◆ **Prompt**
Every line containing the string "width" is to be copied from the records.

◆ **Provided information**

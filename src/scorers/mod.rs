//! Maze analysers producing named scores and display markers.
//!
//! Every scorer expects a maze that went through [`crate::solvers::solve`]: the
//! route is `Walked` and every other reachable cell is a dead end. Scorers may
//! re-mark off-path cells; they never touch walls.

use std::collections::{BTreeMap, HashMap};
use std::fmt;

mod distance;
mod height;
mod junction;
mod only_by_exit;
mod start_end;

pub use distance::{DistanceField, bfs_distances};
pub use height::{DEFAULT_HEIGHT_RANGE, HeightLeveler, level_heights};
pub use junction::JunctionCounter;
pub use only_by_exit::OnlyByExitScorer;
pub use start_end::StartEndScorer;

use crate::{
    error::Result,
    maze::{Mark, Maze},
};

/// Key of the score every scorer reports, used to rank mazes (ascending).
pub const KEY_SCORE: &str = "score";

/// A solved maze together with the seed it was generated from.
#[derive(Debug, Clone)]
pub struct MazeInfo {
    pub maze: Maze,
    pub seed: i64,
    /// Text the seed was derived from.
    pub hash: String,
    /// Number of cells on the entrance-exit route.
    pub path_length: usize,
}

/// A single named score.
#[derive(Debug, Clone, Copy, PartialEq)]
pub enum ScoreValue {
    Int(i64),
    Float(f64),
}

impl ScoreValue {
    pub fn as_f64(&self) -> f64 {
        match *self {
            ScoreValue::Int(value) => value as f64,
            ScoreValue::Float(value) => value,
        }
    }
}

impl From<i64> for ScoreValue {
    fn from(value: i64) -> Self {
        ScoreValue::Int(value)
    }
}

impl From<usize> for ScoreValue {
    fn from(value: usize) -> Self {
        ScoreValue::Int(value as i64)
    }
}

impl From<f64> for ScoreValue {
    fn from(value: f64) -> Self {
        ScoreValue::Float(value)
    }
}

impl fmt::Display for ScoreValue {
    fn fmt(&self, f: &mut fmt::Formatter<'_>) -> fmt::Result {
        match self {
            ScoreValue::Int(value) => write!(f, "{}", value),
            ScoreValue::Float(value) => write!(f, "{:4.1}", value),
        }
    }
}

/// Result of one scorer run.
#[derive(Debug, Clone, Default, PartialEq)]
pub struct ScoreCard {
    pub scores: BTreeMap<String, ScoreValue>,
    /// Display glyph for each mark the scorer assigned.
    pub marker: HashMap<Mark, char>,
}

impl ScoreCard {
    pub fn with(mut self, key: &str, value: impl Into<ScoreValue>) -> Self {
        self.scores.insert(key.to_string(), value.into());
        self
    }

    pub fn get(&self, key: &str) -> Option<ScoreValue> {
        self.scores.get(key).copied()
    }

    /// The ranking score, `0.0` when absent.
    pub fn score(&self) -> f64 {
        self.get(KEY_SCORE).map_or(0.0, |s| s.as_f64())
    }

    /// Scores in report order: the ranking score first, the rest by name
    /// ignoring case.
    pub fn ordered(&self) -> impl Iterator<Item = (&str, ScoreValue)> {
        let first = self.scores.get_key_value(KEY_SCORE);
        let mut rest = self
            .scores
            .iter()
            .filter(|(key, _)| key.as_str() != KEY_SCORE)
            .collect::<Vec<_>>();
        rest.sort_by_cached_key(|(key, _)| key.to_lowercase());
        first
            .into_iter()
            .chain(rest)
            .map(|(key, value)| (key.as_str(), *value))
    }
}

/// Rates a solved maze.
pub trait Scorer {
    /// Short name used for registry lookups.
    fn name(&self) -> &str;

    fn score(&self, info: &mut MazeInfo) -> Result<ScoreCard>;
}

/// Sorts by the ranking score, lowest first. Equal scores keep their order.
pub fn rank_by_score<T>(items: &mut [T], card: impl Fn(&T) -> &ScoreCard) {
    items.sort_by(|a, b| card(a).score().total_cmp(&card(b).score()));
}

#[cfg(test)]
pub(crate) mod tests {
    use super::*;
    use crate::generators::{KruskalGenerator, MazeGenerator, MazeParams};
    use crate::solvers::solve;

    /// Generates and solves a Kruskal maze ready for scoring.
    pub(crate) fn solved_info(seed: i64, width: usize, height: usize) -> MazeInfo {
        let mut maze = KruskalGenerator
            .generate(seed, &MazeParams { width, height })
            .unwrap();
        let path_length = solve(&mut maze);
        MazeInfo {
            maze,
            seed,
            hash: seed.to_string(),
            path_length,
        }
    }

    #[test]
    fn test_score_value_display() {
        assert_eq!(ScoreValue::Int(12).to_string(), "12");
        assert_eq!(ScoreValue::Float(3.14159).to_string(), " 3.1");
        assert_eq!(ScoreValue::from(2.0).as_f64(), 2.0);
    }

    #[test]
    fn test_ordered_puts_score_first() {
        let card = ScoreCard::default()
            .with("alpha", 1_i64)
            .with(KEY_SCORE, 9.5)
            .with("Beta", 2_i64)
            .with("gamma", 3_i64);
        let keys = card.ordered().map(|(k, _)| k).collect::<Vec<_>>();
        assert_eq!(keys, vec!["score", "alpha", "Beta", "gamma"]);
        assert_eq!(card.score(), 9.5);
    }

    #[test]
    fn test_rank_by_score() {
        let mut cards = vec![
            ScoreCard::default().with(KEY_SCORE, 3.0),
            ScoreCard::default(),
            ScoreCard::default().with(KEY_SCORE, -1_i64),
        ];
        rank_by_score(&mut cards, |c| c);
        let order = cards.iter().map(|c| c.score()).collect::<Vec<_>>();
        assert_eq!(order, vec![-1.0, 0.0, 3.0]);
    }
}
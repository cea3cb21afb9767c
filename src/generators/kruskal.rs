use crate::{
    error::Result,
    generators::{MazeGenerator, MazeParams, get_rng, place_endpoints},
    maze::{CellId, Maze},
};
use rand::seq::SliceRandom;

/// Disjoint sets over cell ids, with union by size and path compression.
pub struct UnionFind {
    parent: Vec<usize>,
    size: Vec<usize>,
}

impl UnionFind {
    /// Creates `size` singleton sets.
    pub fn new(size: usize) -> Self {
        UnionFind {
            parent: (0..size).collect(),
            size: vec![1; size],
        }
    }

    /// Representative of the set containing `x`.
    pub fn find(&mut self, x: usize) -> usize {
        let mut root = x;
        while self.parent[root] != root {
            root = self.parent[root];
        }
        // Point every node on the way directly at the root
        let mut node = x;
        while self.parent[node] != root {
            let next = self.parent[node];
            self.parent[node] = root;
            node = next;
        }
        root
    }

    /// Merges the sets of `x` and `y`. Returns `false` if they already were one set.
    pub fn unite(&mut self, x: usize, y: usize) -> bool {
        let root_x = self.find(x);
        let root_y = self.find(y);

        if root_x == root_y {
            return false; // Already in same set
        }

        // The smaller set joins the larger one
        let (large, small) = if self.size[root_x] >= self.size[root_y] {
            (root_x, root_y)
        } else {
            (root_y, root_x)
        };
        self.parent[small] = large;
        self.size[large] += self.size[small];
        true
    }

    /// Number of elements in the set containing `x`.
    pub fn set_size(&mut self, x: usize) -> usize {
        let root = self.find(x);
        self.size[root]
    }
}

/// Wall edge between two adjacent cells
#[derive(Clone, Copy, Debug, PartialEq)]
struct Edge {
    cell1: CellId,
    cell2: CellId,
}

/// Collects every internal wall: horizontal neighbours first, then vertical ones.
fn find_walls(width: usize, height: usize) -> Vec<Edge> {
    let horizontal = (0..height).flat_map(|y| {
        (0..width.saturating_sub(1)).map(move |x| Edge {
            cell1: y * width + x,
            cell2: y * width + x + 1,
        })
    });
    let vertical = (0..height.saturating_sub(1)).flat_map(|y| {
        (0..width).map(move |x| Edge {
            cell1: y * width + x,
            cell2: (y + 1) * width + x,
        })
    });
    horizontal.chain(vertical).collect()
}

/// Randomized Kruskal: opens shuffled walls that join two separate regions.
#[derive(Debug, Default, Clone, Copy)]
pub struct KruskalGenerator;

impl MazeGenerator for KruskalGenerator {
    fn name(&self) -> &str {
        "Randomized Kruskal"
    }

    fn generate(&self, seed: i64, params: &MazeParams) -> Result<Maze> {
        let mut maze = Maze::new(params.width, params.height)?;
        maze.set_name(self.name());

        let mut rng = get_rng(seed);
        place_endpoints(&mut maze, &mut rng)?;

        // Shuffle edges randomly
        let mut edges = find_walls(params.width, params.height);
        edges.shuffle(&mut rng);

        // Initialize Union-Find for all cells
        let mut uf = UnionFind::new(maze.len());
        let mut opened = 0;
        for edge in edges {
            // If cells are not yet connected, remove the wall between them
            if uf.find(edge.cell1) != uf.find(edge.cell2) {
                maze.remove_wall_between(edge.cell1, edge.cell2)?;
                uf.unite(edge.cell1, edge.cell2);
                opened += 1;
            }
        }

        tracing::debug!(
            "[kruskal] seed {} opened {} walls in a {}x{} maze",
            seed,
            opened,
            params.width,
            params.height
        );
        Ok(maze)
    }
}
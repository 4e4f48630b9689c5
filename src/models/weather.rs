//! Weather snapshot model
//!
//! A snapshot is an immutable read of "now". Every field is defaulted on
//! deserialization, and readers go through the sanitising accessors so that
//! missing or out-of-range readings never reach the scoring math.

use serde::{Deserialize, Serialize};

use super::SnapshotSource;

/// Rain probability assumed when a forecast does not carry one
pub const DEFAULT_RAIN_PROBABILITY: f64 = 30.0;
/// Percentage points the +3h probability drops below +1h when only +1h is known
const THREE_HOUR_PROBABILITY_DROP: f64 = 15.0;

/// Near-term rain forecast attached to a weather snapshot
#[derive(Debug, Serialize, Deserialize, Clone, PartialEq)]
pub struct RainForecast {
    /// Probability of rain in one hour (0-100)
    #[serde(default = "default_rain_probability")]
    pub rain_probability_1h: f64,
    /// Probability of rain in three hours (0-100)
    #[serde(default)]
    pub rain_probability_3h: Option<f64>,
    /// Expected conditions, e.g. "partly_cloudy"
    #[serde(default = "default_forecast_conditions")]
    pub conditions: String,
}

/// Current weather for the city
#[derive(Debug, Serialize, Deserialize, Clone, PartialEq)]
pub struct WeatherSnapshot {
    /// Temperature in Celsius
    #[serde(default = "default_temperature")]
    pub temperature_c: f64,
    /// Relative humidity in percent
    #[serde(default = "default_humidity")]
    pub humidity_pct: f64,
    /// Precipitation rate in mm/h
    #[serde(default)]
    pub precipitation_mm_h: f64,
    /// Wind speed in m/s
    #[serde(default = "default_wind_speed")]
    pub wind_speed_ms: f64,
    /// Visibility in kilometers
    #[serde(default = "default_visibility")]
    pub visibility_km: f64,
    /// Atmospheric pressure in hPa
    #[serde(default = "default_pressure")]
    pub pressure_hpa: f64,
    /// Human-readable description of weather conditions
    #[serde(default = "default_description")]
    pub description: String,
    #[serde(default)]
    pub forecast: RainForecast,
    /// Provider confidence in this reading (0.0-1.0)
    #[serde(default = "default_confidence")]
    pub confidence: f64,
    #[serde(default)]
    pub source: SnapshotSource,
}

fn default_rain_probability() -> f64 {
    DEFAULT_RAIN_PROBABILITY
}

fn default_forecast_conditions() -> String {
    "partly_cloudy".to_string()
}

fn default_temperature() -> f64 {
    22.0
}

fn default_humidity() -> f64 {
    65.0
}

fn default_wind_speed() -> f64 {
    5.0
}

fn default_visibility() -> f64 {
    15.0
}

fn default_pressure() -> f64 {
    1013.0
}

fn default_description() -> String {
    "Partly Cloudy".to_string()
}

fn default_confidence() -> f64 {
    0.87
}

/// Confidence reported for the fallback snapshot
const FALLBACK_CONFIDENCE: f64 = 0.60;

fn clamp_probability(value: f64) -> f64 {
    if value.is_finite() {
        value.clamp(0.0, 100.0)
    } else {
        DEFAULT_RAIN_PROBABILITY
    }
}

fn non_negative(value: f64) -> f64 {
    if value.is_finite() && value > 0.0 {
        value
    } else {
        0.0
    }
}

impl Default for RainForecast {
    fn default() -> Self {
        Self {
            rain_probability_1h: default_rain_probability(),
            rain_probability_3h: None,
            conditions: default_forecast_conditions(),
        }
    }
}

impl RainForecast {
    /// Rain probability in one hour, clamped to 0-100
    #[must_use]
    pub fn probability_1h(&self) -> f64 {
        clamp_probability(self.rain_probability_1h)
    }

    /// Rain probability in three hours; derived from the +1h value when absent
    #[must_use]
    pub fn probability_3h(&self) -> f64 {
        match self.rain_probability_3h {
            Some(p) => clamp_probability(p),
            None => (self.probability_1h() - THREE_HOUR_PROBABILITY_DROP).max(0.0),
        }
    }
}

impl Default for WeatherSnapshot {
    fn default() -> Self {
        Self {
            temperature_c: default_temperature(),
            humidity_pct: default_humidity(),
            precipitation_mm_h: 0.0,
            wind_speed_ms: default_wind_speed(),
            visibility_km: default_visibility(),
            pressure_hpa: default_pressure(),
            description: default_description(),
            forecast: RainForecast::default(),
            confidence: default_confidence(),
            source: SnapshotSource::Live,
        }
    }
}

impl WeatherSnapshot {
    /// Snapshot used when no provider could answer
    #[must_use]
    pub fn fallback() -> Self {
        Self {
            description: "Partly Cloudy (Fallback)".to_string(),
            confidence: FALLBACK_CONFIDENCE,
            source: SnapshotSource::Fallback,
            ..Self::default()
        }
    }

    #[must_use]
    pub fn with_precipitation(mut self, mm_per_hour: f64) -> Self {
        self.precipitation_mm_h = mm_per_hour;
        self
    }

    #[must_use]
    pub fn with_temperature(mut self, celsius: f64) -> Self {
        self.temperature_c = celsius;
        self
    }

    #[must_use]
    pub fn with_rain_probability_1h(mut self, probability: f64) -> Self {
        self.forecast.rain_probability_1h = probability;
        self
    }

    #[must_use]
    pub fn with_description<S: Into<String>>(mut self, description: S) -> Self {
        self.description = description.into();
        self
    }

    /// Precipitation in mm/h; missing or negative readings count as dry
    #[must_use]
    pub fn precipitation(&self) -> f64 {
        non_negative(self.precipitation_mm_h)
    }

    /// Temperature in Celsius; a non-finite reading falls back to 22 °C
    #[must_use]
    pub fn temperature(&self) -> f64 {
        if self.temperature_c.is_finite() {
            self.temperature_c
        } else {
            default_temperature()
        }
    }

    /// Rain is present whenever precipitation is above zero
    #[must_use]
    pub fn is_raining(&self) -> bool {
        self.precipitation() > 0.0
    }

    /// Provider confidence clamped to [0, 1]
    #[must_use]
    pub fn confidence(&self) -> f64 {
        if self.confidence.is_finite() {
            self.confidence.clamp(0.0, 1.0)
        } else {
            FALLBACK_CONFIDENCE
        }
    }

    #[must_use]
    pub fn is_fallback(&self) -> bool {
        self.source == SnapshotSource::Fallback
    }
}
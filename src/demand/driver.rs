//! Driver repositioning recommendations

use serde::{Deserialize, Serialize};
use std::cmp::Ordering;
use tracing::debug;

use super::ranker::DemandPrediction;
use crate::config::{MAX_RECOMMENDATIONS, ScoringConfig};

/// Advice to reposition towards a zone
#[derive(Debug, Clone, PartialEq, Serialize, Deserialize)]
pub struct DriverRecommendation {
    pub zone_name: String,
    pub latitude: f64,
    pub longitude: f64,
    pub expected_demand_increase_pct: f64,
    /// Extra revenue attributable to AI-guided positioning, in percent
    pub expected_revenue_boost: f64,
    pub ai_revenue_per_min: f64,
    pub confidence: f64,
    pub time_to_position_minutes: u32,
    pub reasoning: String,
    /// Weather condition that drives the recommendation
    pub weather_trigger: String,
}

/// Turn ranked predictions into at most five repositioning recommendations.
///
/// Only zones whose expected demand increase exceeds the configured threshold
/// qualify; the result is ordered by revenue boost, ties by zone name. An
/// empty result means there is no actionable opportunity right now.
#[must_use]
pub fn driver_recommendations(
    predictions: &[DemandPrediction],
    config: &ScoringConfig,
) -> Vec<DriverRecommendation> {
    let policy = &config.recommendation;
    let boost_factor = config.performance.ai_uplift_factor - 1.0;

    let mut recommendations: Vec<DriverRecommendation> = predictions
        .iter()
        .filter(|p| p.expected_increase_pct > policy.min_increase_pct)
        .map(|p| DriverRecommendation {
            zone_name: p.zone.name.clone(),
            latitude: p.zone.latitude,
            longitude: p.zone.longitude,
            expected_demand_increase_pct: p.expected_increase_pct,
            expected_revenue_boost: p.expected_increase_pct * boost_factor,
            ai_revenue_per_min: p.ai_revenue_per_min(),
            confidence: p.confidence_score,
            time_to_position_minutes: policy.base_travel_minutes + p.zone.travel_offset_minutes,
            reasoning: demand_reasoning(p, config),
            weather_trigger: weather_trigger(p),
        })
        .collect();

    debug!(
        candidates = predictions.len(),
        qualifying = recommendations.len(),
        threshold = policy.min_increase_pct,
        "Filtered driver recommendations"
    );

    recommendations.sort_by(compare_recommendations);
    recommendations.truncate(policy.max_recommendations.min(MAX_RECOMMENDATIONS));
    recommendations
}

fn compare_recommendations(a: &DriverRecommendation, b: &DriverRecommendation) -> Ordering {
    b.expected_revenue_boost
        .total_cmp(&a.expected_revenue_boost)
        .then_with(|| a.zone_name.cmp(&b.zone_name))
}

fn demand_reasoning(prediction: &DemandPrediction, config: &ScoringConfig) -> String {
    let conditions = &prediction.conditions;
    let mut reasons = Vec::new();

    if conditions.rain_tier.is_rain() {
        reasons.push(format!(
            "{} rain increasing taxi demand by {:.1}x",
            conditions.rain_tier, prediction.multipliers.weather
        ));
    }

    if prediction.zone.is_transit_hub {
        reasons.push(format!("{} is a high-traffic transit hub", prediction.zone.name));
    }

    if config.temporal.morning_rush.contains(conditions.hour) {
        reasons.push("morning rush hour traffic".to_string());
    } else if config.temporal.evening_rush.contains(conditions.hour) {
        reasons.push("evening rush hour traffic".to_string());
    }

    if prediction.expected_increase_pct > config.recommendation.high_opportunity_pct {
        reasons.push("HIGH OPPORTUNITY ZONE".to_string());
    }

    if reasons.is_empty() {
        reasons.push("demand above the city baseline".to_string());
    }

    if conditions.fallback_data {
        reasons.push("estimated from fallback data".to_string());
    }

    reasons.join(" • ")
}

fn weather_trigger(prediction: &DemandPrediction) -> String {
    format!(
        "{} (Intensity: {:.1}mm/h)",
        prediction.conditions.weather_description, prediction.conditions.precipitation_mm_h
    )
}

#[cfg(test)]
mod tests {
    use super::*;
    use crate::demand::ranker::rank_zones;
    use crate::models::{TrafficSnapshot, WeatherSnapshot, Zone, ZoneCatalog};
    use chrono::{NaiveDate, NaiveDateTime};

    fn weekday_clock(hour: u32) -> NaiveDateTime {
        NaiveDate::from_ymd_opt(2024, 6, 5)
            .unwrap()
            .and_hms_opt(hour, 0, 0)
            .unwrap()
    }

    fn rank(weather: &WeatherSnapshot, hour: u32) -> Vec<DemandPrediction> {
        rank_zones(
            &ZoneCatalog::tokyo(),
            &ScoringConfig::default(),
            weather,
            &TrafficSnapshot::default(),
            weekday_clock(hour),
        )
    }

    #[test]
    fn test_capped_at_five() {
        let predictions = rank(&WeatherSnapshot::default().with_precipitation(8.0), 18);
        let recommendations = driver_recommendations(&predictions, &ScoringConfig::default());

        assert_eq!(recommendations.len(), 5);
        assert_eq!(recommendations[0].zone_name, "Tokyo Station");
        for pair in recommendations.windows(2) {
            assert!(pair[0].expected_revenue_boost >= pair[1].expected_revenue_boost);
        }
    }

    #[test]
    fn test_nothing_clears_threshold_at_night() {
        let predictions = rank(&WeatherSnapshot::default(), 3);
        let recommendations = driver_recommendations(&predictions, &ScoringConfig::default());
        assert!(recommendations.is_empty());
    }

    #[test]
    fn test_threshold_is_exclusive() {
        // location factor 1.25 at 16:00 on a dry weekday is exactly +25%
        let catalog = ZoneCatalog::new(vec![
            Zone::new("Edge", 35.68, 139.76, 50.0, 1.25),
            Zone::new("Over", 35.69, 139.77, 50.0, 1.26),
        ]);
        let predictions = rank_zones(
            &catalog,
            &ScoringConfig::default(),
            &WeatherSnapshot::default(),
            &TrafficSnapshot::default(),
            weekday_clock(16),
        );
        let recommendations = driver_recommendations(&predictions, &ScoringConfig::default());

        let names: Vec<&str> = recommendations.iter().map(|r| r.zone_name.as_str()).collect();
        assert_eq!(names, vec!["Over"]);
    }

    #[test]
    fn test_travel_time_is_stable_per_zone() {
        let predictions = rank(&WeatherSnapshot::default().with_precipitation(3.0), 18);
        let first = driver_recommendations(&predictions, &ScoringConfig::default());
        let second = driver_recommendations(&predictions, &ScoringConfig::default());

        assert_eq!(first, second);
        let tokyo = first.iter().find(|r| r.zone_name == "Tokyo Station").unwrap();
        assert_eq!(tokyo.time_to_position_minutes, 21);
    }

    #[test]
    fn test_reasoning_lists_triggers() {
        let predictions = rank(&WeatherSnapshot::default().with_precipitation(8.0), 8);
        let recommendations = driver_recommendations(&predictions, &ScoringConfig::default());
        let shinjuku = recommendations.iter().find(|r| r.zone_name == "Shinjuku").unwrap();

        assert!(shinjuku.reasoning.contains("heavy rain increasing taxi demand by 3.1x"));
        assert!(shinjuku.reasoning.contains("Shinjuku is a high-traffic transit hub"));
        assert!(shinjuku.reasoning.contains("morning rush hour traffic"));
        assert!(shinjuku.reasoning.contains("HIGH OPPORTUNITY ZONE"));
        assert_eq!(shinjuku.weather_trigger, "Partly Cloudy (Intensity: 8.0mm/h)");
    }

    #[test]
    fn test_fallback_data_is_flagged_in_reasoning() {
        let predictions = rank(&WeatherSnapshot::fallback(), 18);
        let recommendations = driver_recommendations(&predictions, &ScoringConfig::default());

        assert!(!recommendations.is_empty());
        assert!(recommendations.iter().all(|r| r.reasoning.contains("fallback data")));
        assert!(recommendations.iter().all(|r| r.confidence == 75.0));
    }

    #[test]
    fn test_revenue_boost_uses_uplift() {
        let predictions = rank(&WeatherSnapshot::default().with_precipitation(3.0), 12);
        let recommendations = driver_recommendations(&predictions, &ScoringConfig::default());

        for recommendation in &recommendations {
            let expected = recommendation.expected_demand_increase_pct * 0.302;
            assert!((recommendation.expected_revenue_boost - expected).abs() < 1e-9);
        }
    }
}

◆ **Answer section**
    pub(crate) fn solved_info(seed: i64, width: usize, height: usize) -> MazeInfo {
            .generate(seed, &MazeParams { width, height })
fn find_walls(width: usize, height: usize) -> Vec<Edge> {
        (0..width.saturating_sub(1)).map(move |x| Edge {
            cell1: y * width + x,
            cell2: y * width + x + 1,
        (0..width).map(move |x| Edge {
            cell1: y * width + x,
            cell2: (y + 1) * width + x,
        let mut maze = Maze::new(params.width, params.height)?;
        let mut edges = find_walls(params.width, params.height);
            params.width,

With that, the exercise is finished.